### ASSIGNMENT
Starting at the top of the entries below, set down every line exactly, please, until you reach the line with "support nodes, and", which is included too.

Stored items
------------------------------------------------------------

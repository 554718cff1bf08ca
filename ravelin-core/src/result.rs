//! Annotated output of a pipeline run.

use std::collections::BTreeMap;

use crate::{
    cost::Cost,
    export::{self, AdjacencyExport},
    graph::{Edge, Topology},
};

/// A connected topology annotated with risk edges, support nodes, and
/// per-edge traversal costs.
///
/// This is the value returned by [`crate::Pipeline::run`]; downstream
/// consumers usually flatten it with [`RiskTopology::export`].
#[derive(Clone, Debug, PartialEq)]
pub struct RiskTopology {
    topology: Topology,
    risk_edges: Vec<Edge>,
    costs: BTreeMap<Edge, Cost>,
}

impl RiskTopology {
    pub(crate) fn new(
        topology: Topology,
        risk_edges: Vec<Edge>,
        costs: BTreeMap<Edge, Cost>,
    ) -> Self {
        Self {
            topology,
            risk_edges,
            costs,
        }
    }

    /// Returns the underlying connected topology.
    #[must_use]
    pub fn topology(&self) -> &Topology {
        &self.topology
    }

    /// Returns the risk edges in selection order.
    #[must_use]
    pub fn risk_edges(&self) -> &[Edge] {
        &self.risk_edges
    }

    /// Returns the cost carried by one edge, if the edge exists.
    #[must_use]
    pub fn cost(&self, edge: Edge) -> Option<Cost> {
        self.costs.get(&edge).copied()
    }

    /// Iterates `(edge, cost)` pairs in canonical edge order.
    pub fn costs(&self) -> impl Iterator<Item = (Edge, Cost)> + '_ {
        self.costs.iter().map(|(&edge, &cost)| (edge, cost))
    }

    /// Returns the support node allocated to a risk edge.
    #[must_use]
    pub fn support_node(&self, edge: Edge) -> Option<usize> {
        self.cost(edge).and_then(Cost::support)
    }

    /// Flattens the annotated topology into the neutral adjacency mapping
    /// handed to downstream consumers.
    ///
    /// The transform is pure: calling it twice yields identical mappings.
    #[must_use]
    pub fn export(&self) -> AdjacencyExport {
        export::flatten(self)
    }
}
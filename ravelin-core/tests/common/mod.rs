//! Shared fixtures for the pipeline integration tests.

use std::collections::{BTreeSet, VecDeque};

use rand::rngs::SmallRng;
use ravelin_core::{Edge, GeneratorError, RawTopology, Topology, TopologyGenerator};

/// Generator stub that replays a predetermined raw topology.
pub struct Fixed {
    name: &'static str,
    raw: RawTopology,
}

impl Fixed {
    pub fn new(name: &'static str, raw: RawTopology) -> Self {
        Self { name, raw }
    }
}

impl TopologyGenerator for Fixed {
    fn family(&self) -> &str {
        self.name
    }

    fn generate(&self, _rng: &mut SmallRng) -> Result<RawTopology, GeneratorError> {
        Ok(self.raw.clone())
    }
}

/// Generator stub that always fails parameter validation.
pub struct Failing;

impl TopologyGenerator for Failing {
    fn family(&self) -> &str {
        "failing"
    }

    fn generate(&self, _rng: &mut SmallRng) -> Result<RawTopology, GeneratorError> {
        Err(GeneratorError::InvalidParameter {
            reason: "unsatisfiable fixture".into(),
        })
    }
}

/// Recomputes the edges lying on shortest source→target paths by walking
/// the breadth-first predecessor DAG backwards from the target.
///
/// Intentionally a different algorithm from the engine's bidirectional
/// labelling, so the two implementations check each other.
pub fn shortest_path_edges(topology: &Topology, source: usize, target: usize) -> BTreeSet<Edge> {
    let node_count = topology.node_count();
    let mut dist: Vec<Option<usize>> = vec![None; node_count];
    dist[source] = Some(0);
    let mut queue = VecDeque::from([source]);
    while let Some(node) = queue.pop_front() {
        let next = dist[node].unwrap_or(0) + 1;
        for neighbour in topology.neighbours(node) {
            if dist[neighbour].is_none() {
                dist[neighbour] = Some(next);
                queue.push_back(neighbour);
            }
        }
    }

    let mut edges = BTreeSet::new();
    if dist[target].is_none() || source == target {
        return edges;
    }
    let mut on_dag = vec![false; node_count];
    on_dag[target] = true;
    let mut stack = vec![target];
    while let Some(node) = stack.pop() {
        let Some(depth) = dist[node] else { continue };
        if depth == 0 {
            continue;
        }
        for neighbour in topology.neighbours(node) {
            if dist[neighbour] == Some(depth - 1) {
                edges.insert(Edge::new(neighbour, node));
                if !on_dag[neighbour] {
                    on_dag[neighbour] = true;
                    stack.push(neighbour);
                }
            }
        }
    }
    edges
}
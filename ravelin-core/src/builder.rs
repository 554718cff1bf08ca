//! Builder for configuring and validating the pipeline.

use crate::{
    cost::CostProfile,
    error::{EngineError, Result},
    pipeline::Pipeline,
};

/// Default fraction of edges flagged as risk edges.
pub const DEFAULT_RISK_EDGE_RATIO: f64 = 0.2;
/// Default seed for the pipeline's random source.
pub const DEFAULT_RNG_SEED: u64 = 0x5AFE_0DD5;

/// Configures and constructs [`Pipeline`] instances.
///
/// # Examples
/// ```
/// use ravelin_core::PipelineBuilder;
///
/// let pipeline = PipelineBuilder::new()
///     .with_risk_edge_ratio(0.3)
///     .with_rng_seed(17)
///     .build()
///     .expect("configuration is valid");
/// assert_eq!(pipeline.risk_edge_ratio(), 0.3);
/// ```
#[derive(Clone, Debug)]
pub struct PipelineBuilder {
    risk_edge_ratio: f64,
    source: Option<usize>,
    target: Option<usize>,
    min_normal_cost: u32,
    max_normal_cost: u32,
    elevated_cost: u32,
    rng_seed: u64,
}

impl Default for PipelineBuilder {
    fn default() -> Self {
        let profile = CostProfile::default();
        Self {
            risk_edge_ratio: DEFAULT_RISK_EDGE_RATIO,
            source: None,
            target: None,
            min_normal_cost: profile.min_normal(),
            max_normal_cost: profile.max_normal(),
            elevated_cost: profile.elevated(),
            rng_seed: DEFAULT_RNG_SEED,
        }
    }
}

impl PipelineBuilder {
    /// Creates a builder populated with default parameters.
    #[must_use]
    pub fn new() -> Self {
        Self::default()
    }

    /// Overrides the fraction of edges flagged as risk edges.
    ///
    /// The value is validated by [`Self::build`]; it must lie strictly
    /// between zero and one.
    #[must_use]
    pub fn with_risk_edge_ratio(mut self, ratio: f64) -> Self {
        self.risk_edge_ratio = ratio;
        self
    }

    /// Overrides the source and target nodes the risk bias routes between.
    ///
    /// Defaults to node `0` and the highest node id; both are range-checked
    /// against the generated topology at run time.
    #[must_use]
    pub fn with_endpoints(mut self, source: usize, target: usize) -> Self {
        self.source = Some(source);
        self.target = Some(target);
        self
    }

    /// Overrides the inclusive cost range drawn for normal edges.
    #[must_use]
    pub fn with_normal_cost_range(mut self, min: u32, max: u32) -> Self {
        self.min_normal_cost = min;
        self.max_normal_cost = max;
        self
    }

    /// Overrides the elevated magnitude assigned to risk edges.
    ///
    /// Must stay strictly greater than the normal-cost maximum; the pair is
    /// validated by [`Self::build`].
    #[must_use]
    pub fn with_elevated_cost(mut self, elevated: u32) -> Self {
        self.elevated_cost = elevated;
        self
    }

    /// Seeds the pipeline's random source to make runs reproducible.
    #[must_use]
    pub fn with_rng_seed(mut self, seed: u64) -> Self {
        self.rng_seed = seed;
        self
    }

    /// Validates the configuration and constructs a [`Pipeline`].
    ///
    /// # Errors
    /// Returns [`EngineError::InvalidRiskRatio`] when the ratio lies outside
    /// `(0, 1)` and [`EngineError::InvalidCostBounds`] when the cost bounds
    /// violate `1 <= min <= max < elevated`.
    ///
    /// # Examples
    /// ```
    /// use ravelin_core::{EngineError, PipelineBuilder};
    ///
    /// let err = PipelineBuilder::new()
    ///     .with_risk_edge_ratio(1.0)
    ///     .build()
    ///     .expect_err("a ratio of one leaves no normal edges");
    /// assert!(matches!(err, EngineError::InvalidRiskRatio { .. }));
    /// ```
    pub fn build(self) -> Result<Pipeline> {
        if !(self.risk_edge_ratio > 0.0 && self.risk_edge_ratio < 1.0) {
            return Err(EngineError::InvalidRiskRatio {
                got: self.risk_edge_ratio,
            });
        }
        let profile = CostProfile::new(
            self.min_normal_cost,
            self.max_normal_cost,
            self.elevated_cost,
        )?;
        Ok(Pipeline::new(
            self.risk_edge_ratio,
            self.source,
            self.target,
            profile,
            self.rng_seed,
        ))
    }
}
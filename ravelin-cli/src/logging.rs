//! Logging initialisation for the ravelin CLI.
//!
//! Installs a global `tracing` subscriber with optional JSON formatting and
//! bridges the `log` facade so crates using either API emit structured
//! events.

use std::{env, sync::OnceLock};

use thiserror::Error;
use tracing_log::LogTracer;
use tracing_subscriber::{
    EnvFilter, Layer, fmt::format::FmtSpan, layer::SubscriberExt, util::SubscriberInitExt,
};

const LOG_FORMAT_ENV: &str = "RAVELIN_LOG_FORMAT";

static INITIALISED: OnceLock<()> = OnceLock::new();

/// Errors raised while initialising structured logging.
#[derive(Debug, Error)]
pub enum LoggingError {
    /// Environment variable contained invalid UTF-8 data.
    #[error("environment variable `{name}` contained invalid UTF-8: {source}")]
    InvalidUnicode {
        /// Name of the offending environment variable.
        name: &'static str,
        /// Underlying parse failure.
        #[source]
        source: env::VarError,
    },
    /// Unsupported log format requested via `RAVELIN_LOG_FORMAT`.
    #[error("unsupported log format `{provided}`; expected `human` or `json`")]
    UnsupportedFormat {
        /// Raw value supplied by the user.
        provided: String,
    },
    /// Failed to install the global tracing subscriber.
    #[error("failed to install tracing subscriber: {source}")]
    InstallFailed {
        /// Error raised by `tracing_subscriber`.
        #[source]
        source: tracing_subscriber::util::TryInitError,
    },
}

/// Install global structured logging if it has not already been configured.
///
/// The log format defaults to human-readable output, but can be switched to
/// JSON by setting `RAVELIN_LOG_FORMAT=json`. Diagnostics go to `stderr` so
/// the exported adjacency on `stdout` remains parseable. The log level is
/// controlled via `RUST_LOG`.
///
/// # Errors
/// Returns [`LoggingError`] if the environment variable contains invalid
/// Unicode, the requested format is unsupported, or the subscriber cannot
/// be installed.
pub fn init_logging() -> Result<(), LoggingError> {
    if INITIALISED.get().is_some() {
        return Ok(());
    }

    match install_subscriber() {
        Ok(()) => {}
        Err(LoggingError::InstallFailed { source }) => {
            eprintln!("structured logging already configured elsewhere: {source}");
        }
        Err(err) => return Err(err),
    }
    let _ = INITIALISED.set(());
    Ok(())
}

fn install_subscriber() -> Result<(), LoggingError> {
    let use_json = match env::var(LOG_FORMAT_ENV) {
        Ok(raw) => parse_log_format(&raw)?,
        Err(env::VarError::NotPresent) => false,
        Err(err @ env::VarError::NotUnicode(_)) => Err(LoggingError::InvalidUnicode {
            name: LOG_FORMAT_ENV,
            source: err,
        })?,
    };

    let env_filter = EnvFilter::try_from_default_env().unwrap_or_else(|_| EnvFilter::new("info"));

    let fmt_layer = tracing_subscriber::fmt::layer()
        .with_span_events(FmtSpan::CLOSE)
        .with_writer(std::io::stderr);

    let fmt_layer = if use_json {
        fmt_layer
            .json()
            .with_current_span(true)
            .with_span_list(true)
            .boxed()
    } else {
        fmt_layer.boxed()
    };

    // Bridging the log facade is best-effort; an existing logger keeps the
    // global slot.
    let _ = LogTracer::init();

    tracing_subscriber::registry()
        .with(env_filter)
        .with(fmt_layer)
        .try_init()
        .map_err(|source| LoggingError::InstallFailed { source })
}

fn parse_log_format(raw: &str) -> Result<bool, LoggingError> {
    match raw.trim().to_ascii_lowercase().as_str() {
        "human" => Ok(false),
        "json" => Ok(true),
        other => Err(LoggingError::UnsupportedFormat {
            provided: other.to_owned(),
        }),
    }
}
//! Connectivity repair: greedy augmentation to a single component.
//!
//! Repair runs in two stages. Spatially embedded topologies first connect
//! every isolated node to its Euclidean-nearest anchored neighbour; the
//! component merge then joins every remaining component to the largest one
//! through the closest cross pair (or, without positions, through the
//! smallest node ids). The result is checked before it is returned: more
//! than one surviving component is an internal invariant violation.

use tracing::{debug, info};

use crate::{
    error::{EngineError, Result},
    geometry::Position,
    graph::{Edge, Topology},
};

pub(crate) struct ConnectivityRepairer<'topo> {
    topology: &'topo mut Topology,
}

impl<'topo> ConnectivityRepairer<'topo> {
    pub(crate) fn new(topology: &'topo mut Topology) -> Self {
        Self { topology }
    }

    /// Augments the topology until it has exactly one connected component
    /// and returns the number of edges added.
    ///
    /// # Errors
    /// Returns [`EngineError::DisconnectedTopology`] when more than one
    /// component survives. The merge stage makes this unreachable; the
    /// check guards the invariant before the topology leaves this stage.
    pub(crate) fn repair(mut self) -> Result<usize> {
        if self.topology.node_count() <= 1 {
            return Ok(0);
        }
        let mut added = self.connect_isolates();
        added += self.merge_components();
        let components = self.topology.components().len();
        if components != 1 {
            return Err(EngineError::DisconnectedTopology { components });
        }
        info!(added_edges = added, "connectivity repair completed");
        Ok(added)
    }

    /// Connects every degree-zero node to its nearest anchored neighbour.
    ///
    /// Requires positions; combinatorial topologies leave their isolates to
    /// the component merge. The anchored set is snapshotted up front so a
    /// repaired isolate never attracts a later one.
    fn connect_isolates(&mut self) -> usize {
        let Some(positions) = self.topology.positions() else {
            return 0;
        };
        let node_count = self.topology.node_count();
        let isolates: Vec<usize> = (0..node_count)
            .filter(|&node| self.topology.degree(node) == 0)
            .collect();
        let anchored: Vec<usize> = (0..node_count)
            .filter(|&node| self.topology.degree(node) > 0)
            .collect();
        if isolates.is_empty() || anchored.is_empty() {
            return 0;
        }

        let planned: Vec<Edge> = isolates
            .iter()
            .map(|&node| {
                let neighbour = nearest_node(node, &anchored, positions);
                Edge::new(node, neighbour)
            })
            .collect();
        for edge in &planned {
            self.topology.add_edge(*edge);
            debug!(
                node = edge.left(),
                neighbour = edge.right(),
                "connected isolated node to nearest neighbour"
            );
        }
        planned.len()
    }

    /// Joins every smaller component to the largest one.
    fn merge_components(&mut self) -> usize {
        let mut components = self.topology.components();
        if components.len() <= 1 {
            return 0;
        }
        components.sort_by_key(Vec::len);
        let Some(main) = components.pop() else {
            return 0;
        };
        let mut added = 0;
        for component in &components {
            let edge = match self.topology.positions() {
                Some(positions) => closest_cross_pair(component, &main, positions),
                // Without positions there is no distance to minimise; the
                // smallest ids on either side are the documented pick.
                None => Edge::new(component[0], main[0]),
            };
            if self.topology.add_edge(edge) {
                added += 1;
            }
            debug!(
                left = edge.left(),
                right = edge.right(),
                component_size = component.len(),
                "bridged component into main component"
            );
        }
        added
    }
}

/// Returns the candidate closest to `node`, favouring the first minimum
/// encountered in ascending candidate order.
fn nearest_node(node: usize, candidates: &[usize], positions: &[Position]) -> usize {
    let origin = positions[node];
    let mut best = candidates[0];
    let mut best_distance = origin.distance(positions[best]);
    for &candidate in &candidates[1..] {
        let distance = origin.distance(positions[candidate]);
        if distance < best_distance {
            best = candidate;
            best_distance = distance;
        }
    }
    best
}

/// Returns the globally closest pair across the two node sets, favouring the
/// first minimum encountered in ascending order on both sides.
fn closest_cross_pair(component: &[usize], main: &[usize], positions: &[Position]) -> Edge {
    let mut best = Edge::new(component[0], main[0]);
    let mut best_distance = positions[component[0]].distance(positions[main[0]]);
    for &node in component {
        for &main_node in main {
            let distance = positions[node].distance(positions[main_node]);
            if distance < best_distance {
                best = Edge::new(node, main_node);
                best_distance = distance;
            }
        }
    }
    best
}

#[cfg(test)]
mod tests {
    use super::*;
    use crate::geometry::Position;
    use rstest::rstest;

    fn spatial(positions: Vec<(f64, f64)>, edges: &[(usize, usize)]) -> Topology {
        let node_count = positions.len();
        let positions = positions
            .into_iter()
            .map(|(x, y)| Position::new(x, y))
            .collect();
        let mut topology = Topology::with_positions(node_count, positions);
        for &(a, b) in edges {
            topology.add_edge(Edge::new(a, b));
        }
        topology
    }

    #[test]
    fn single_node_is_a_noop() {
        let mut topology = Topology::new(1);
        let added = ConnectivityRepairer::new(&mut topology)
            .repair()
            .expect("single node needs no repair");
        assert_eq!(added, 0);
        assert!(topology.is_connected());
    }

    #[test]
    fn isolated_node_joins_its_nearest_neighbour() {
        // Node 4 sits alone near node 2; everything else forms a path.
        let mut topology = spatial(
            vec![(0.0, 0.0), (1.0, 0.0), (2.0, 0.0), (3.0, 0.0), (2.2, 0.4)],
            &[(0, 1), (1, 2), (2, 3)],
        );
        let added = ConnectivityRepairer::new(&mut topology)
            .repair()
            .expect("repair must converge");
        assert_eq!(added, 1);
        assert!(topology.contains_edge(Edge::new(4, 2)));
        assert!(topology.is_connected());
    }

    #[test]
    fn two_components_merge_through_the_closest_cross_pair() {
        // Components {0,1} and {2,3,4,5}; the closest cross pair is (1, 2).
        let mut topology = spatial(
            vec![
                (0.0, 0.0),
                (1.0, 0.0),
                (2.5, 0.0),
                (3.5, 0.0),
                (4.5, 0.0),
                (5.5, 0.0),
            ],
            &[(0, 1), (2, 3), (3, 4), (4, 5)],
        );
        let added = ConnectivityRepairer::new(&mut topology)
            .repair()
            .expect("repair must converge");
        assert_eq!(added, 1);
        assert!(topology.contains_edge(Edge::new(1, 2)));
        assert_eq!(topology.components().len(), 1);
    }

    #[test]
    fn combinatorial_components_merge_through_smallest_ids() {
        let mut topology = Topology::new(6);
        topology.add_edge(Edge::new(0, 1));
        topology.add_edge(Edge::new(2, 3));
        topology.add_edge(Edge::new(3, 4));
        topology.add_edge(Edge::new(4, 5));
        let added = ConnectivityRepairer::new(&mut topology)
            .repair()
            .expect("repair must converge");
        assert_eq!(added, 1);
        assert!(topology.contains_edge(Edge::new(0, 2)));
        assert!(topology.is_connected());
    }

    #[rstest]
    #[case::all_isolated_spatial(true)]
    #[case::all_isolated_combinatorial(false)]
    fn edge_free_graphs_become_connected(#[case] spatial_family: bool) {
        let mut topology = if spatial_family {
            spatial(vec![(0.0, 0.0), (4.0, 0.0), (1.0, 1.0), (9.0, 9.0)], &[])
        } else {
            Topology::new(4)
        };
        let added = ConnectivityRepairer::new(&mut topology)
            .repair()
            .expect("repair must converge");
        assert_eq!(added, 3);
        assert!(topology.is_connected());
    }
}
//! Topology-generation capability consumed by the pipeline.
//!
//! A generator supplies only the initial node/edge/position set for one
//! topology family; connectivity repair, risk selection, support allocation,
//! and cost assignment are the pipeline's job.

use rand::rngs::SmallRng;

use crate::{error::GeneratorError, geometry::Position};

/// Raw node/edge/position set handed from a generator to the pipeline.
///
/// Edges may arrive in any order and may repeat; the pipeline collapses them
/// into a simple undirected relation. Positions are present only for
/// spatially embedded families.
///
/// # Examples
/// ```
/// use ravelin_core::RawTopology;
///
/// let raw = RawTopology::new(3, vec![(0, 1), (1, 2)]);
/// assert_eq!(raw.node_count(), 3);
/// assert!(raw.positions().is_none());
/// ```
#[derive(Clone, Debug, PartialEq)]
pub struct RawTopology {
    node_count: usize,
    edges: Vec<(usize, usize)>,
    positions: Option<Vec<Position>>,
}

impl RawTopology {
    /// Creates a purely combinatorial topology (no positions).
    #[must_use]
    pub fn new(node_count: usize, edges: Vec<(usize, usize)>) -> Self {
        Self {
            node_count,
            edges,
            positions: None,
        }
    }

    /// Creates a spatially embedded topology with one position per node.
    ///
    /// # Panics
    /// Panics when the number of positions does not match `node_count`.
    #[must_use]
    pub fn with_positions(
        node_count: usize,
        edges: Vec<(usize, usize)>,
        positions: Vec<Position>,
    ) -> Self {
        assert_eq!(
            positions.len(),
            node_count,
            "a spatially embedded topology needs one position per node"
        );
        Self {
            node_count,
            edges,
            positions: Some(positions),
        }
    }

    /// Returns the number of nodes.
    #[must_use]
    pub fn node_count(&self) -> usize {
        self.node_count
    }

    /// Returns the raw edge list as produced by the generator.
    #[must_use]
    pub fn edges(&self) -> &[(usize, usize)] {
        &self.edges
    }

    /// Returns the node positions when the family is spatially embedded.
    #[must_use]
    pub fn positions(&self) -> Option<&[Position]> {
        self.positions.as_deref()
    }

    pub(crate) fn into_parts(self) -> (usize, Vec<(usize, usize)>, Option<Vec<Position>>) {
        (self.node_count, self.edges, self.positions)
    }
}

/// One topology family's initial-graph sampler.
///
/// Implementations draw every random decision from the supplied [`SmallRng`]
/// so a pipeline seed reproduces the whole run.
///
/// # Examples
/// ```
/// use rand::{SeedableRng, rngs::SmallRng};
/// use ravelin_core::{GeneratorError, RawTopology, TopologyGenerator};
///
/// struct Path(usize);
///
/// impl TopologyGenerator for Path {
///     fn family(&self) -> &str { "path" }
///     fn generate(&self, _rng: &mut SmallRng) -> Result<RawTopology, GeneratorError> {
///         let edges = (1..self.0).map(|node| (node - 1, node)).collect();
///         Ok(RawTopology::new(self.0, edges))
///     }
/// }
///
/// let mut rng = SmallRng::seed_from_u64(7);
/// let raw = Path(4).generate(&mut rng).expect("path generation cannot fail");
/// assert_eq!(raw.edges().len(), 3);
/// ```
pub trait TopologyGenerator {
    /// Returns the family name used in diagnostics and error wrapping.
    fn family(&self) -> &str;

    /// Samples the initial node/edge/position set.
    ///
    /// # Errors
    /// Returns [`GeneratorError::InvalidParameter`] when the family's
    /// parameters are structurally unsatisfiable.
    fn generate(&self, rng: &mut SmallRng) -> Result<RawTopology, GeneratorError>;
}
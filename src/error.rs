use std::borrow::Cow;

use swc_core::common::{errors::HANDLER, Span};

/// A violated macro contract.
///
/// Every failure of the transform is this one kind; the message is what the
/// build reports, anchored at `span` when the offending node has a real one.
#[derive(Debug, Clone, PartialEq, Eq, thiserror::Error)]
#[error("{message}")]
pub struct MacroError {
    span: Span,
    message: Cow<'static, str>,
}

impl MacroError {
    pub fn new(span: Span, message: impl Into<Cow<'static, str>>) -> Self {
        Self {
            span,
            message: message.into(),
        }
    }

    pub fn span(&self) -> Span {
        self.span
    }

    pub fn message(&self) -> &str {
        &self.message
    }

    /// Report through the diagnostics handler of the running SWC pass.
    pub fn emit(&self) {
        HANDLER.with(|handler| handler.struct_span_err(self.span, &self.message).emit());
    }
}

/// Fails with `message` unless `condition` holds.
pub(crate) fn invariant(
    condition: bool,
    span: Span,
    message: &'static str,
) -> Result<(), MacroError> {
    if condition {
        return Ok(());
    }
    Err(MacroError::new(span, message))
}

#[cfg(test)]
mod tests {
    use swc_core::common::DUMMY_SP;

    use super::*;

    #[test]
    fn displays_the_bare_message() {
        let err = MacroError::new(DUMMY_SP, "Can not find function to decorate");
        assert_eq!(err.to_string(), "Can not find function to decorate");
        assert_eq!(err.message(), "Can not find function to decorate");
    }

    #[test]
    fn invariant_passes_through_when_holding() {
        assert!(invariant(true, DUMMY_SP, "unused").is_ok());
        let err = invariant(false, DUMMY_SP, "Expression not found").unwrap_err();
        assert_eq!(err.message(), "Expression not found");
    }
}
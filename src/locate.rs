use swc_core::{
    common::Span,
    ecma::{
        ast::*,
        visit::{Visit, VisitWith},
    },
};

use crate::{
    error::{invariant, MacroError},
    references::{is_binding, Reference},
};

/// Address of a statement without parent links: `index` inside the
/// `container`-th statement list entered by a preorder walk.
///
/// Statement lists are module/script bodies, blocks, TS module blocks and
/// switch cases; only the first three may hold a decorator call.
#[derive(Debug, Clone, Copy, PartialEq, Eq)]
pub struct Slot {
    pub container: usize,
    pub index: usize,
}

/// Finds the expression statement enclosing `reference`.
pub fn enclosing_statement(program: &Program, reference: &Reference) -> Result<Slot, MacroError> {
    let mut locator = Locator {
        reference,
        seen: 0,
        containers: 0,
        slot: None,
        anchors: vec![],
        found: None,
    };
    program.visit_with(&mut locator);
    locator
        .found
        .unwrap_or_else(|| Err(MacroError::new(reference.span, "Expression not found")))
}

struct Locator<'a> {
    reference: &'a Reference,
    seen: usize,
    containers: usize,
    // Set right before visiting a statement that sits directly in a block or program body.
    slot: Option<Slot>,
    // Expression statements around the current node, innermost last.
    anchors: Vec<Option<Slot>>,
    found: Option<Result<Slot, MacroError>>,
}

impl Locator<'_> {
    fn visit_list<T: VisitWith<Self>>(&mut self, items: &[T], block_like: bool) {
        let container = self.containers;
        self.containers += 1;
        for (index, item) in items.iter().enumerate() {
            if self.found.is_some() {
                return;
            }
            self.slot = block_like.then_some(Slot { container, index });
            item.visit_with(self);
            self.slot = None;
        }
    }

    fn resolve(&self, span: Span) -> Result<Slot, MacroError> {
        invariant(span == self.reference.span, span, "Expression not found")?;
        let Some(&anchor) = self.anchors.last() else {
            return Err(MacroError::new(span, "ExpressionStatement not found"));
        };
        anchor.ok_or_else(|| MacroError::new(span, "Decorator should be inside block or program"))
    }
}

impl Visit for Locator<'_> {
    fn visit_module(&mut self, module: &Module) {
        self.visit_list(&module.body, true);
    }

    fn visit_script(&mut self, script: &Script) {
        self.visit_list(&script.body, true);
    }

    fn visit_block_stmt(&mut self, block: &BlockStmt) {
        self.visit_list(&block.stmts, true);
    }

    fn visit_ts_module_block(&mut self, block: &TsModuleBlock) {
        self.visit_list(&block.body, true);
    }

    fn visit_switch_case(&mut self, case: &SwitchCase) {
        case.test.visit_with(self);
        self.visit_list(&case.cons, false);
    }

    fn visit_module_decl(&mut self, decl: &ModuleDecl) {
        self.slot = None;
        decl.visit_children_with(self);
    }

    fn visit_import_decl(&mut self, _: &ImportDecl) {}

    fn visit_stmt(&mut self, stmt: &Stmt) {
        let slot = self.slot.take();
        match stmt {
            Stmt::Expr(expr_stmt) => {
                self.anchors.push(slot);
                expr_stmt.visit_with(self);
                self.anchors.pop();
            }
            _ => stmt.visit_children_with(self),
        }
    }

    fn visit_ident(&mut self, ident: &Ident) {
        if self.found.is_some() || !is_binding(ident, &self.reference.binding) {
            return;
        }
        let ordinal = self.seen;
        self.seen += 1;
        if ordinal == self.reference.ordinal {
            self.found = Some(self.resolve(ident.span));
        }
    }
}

------------------------------------------------------------

### SOLUTION TO THIS PROBLEM
repository 554718cff1bf08ca
filename ravelin-core/src/result.rs
//! Annotated output of a pipeline run.

use std::collections::BTreeMap;

use crate::{
    cost::Cost,
    export::{self, AdjacencyExport},
    graph::{Edge, Topology},
};

/// A connected topology annotated with risk edges, support nodes, and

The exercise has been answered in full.